NEVENA ŠKRBIĆ ALEMPIJEVIĆ: I think that the myth of Tito will be active and effective in the years to come as well, although it will find some other ways I would say to be enacted. And I think that actually the museum would take more part in it than it does now.
I think that the organizers of this event are elderly people, and I’m not sure, from what I know about this scene, that younger people would take on the organization in this way. But I still think that groups of people will gather there, although in more unorganized, inofficial [sic] setting, you know, and some new messages, perhaps even more future-oriented will be organized, will be conveyed from there. But it depends a lot on how Kumrovec decides to take the stance, the attitude towards this Tito legacy.
There was one plan to open the Museum of the 20th century there, you know, and to show different layers of memory, you know, not just either positive or negative ones, Tito is a hero or Tito as a villain, antihero.

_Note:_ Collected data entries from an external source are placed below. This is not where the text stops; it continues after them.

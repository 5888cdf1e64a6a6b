use daemon::{get_config_info, report_outcome, setup_logger, Cli, IngestionCycle, JsonFetcher};
use slog::{error, info, Logger};
use std::{process::ExitCode, sync::Arc, time::Duration};
use tokio::{signal, time::interval};
use wx_archive_core::db::Database;

#[tokio::main]
async fn main() -> ExitCode {
    let cli = get_config_info();
    let logger = setup_logger(&cli);

    info!(logger, "wx-archive daemon starting...");
    info!(logger, "  API base: {}", cli.api_base());
    info!(logger, "  Location: {:.4},{:.4}", cli.latitude(), cli.longitude());
    info!(logger, "  Archive dir: {}", cli.db_dir());

    let cycle = match build_cycle(&cli, &logger).await {
        Ok(cycle) => cycle,
        Err(err) => {
            error!(logger, "failed to start daemon: {:#}", err);
            return ExitCode::FAILURE;
        }
    };

    if cli.once {
        return run_once(&cycle, &logger).await;
    }

    run_forever(cli.sleep_interval(), &cycle, &logger).await;
    ExitCode::SUCCESS
}

async fn build_cycle(cli: &Cli, logger: &Logger) -> Result<IngestionCycle, anyhow::Error> {
    let fetcher = Arc::new(JsonFetcher::new(
        logger.clone(),
        &cli.user_agent(),
        cli.timeout(),
    )?);
    let database = Arc::new(Database::new(&cli.db_dir()).await?);

    Ok(IngestionCycle::new(
        logger.clone(),
        fetcher,
        database,
        &cli.api_base(),
        cli.latitude(),
        cli.longitude(),
    ))
}

async fn run_once(cycle: &IngestionCycle, logger: &Logger) -> ExitCode {
    if report_outcome(&cycle.run().await, logger) {
        ExitCode::SUCCESS
    } else {
        ExitCode::FAILURE
    }
}

async fn run_forever(sleep_between_runs: u64, cycle: &IngestionCycle, logger: &Logger) {
    info!(
        logger,
        "Wait time between data pulls: {} seconds", sleep_between_runs
    );

    let mut ticker = interval(Duration::from_secs(sleep_between_runs.max(1)));
    loop {
        tokio::select! {
            _ = ticker.tick() => {
                if report_outcome(&cycle.run().await, logger) {
                    info!(logger, "Finished cycle, waiting {} seconds for next run", sleep_between_runs);
                }
            }
            _ = signal::ctrl_c() => {
                info!(logger, "shutdown requested, stopping daemon");
                break;
            }
        }
    }
}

If that happens, that could really in a way take a turn towards the politics of remembering carried out by cultural institutions, you know.
But at the time being I think that the Day of Youth actually is one of the platforms where this memory lives on in this setting.
PETER KORCHNAK: By a stroke of chance I got to attend the 2023 Day of Youth celebration, which took place just two days before this episode’s release date (and long after the production deadline). The extended version of this episode includes a report from that event, supplementing the story you just heard. That episode, out shortly, is available exclusively to Patreon supporters and select other donors. If you have not yet backed the show, visit RememberingYugoslavia.com/Donate or follow the link in your podcast listening app to get access.
PETER KORCHNAK: On the way back to Zagreb, I stopped at Villa Zelenjak-Ventek for coffee. I asked the waiter to stretch out his palm and placed on it a cheesy matchbox I had picked up from a souvenir stand, placing Tito’s face down. He turned the matchbox over, gave a throaty laugh, thanked me, and as he tucked it into his pocket, said, “You know what we call this? Zagorje Zippo.”
Walking out the door, I waved goodbye to him. He came over, shook my hand, and said, “Goodbye, friend.”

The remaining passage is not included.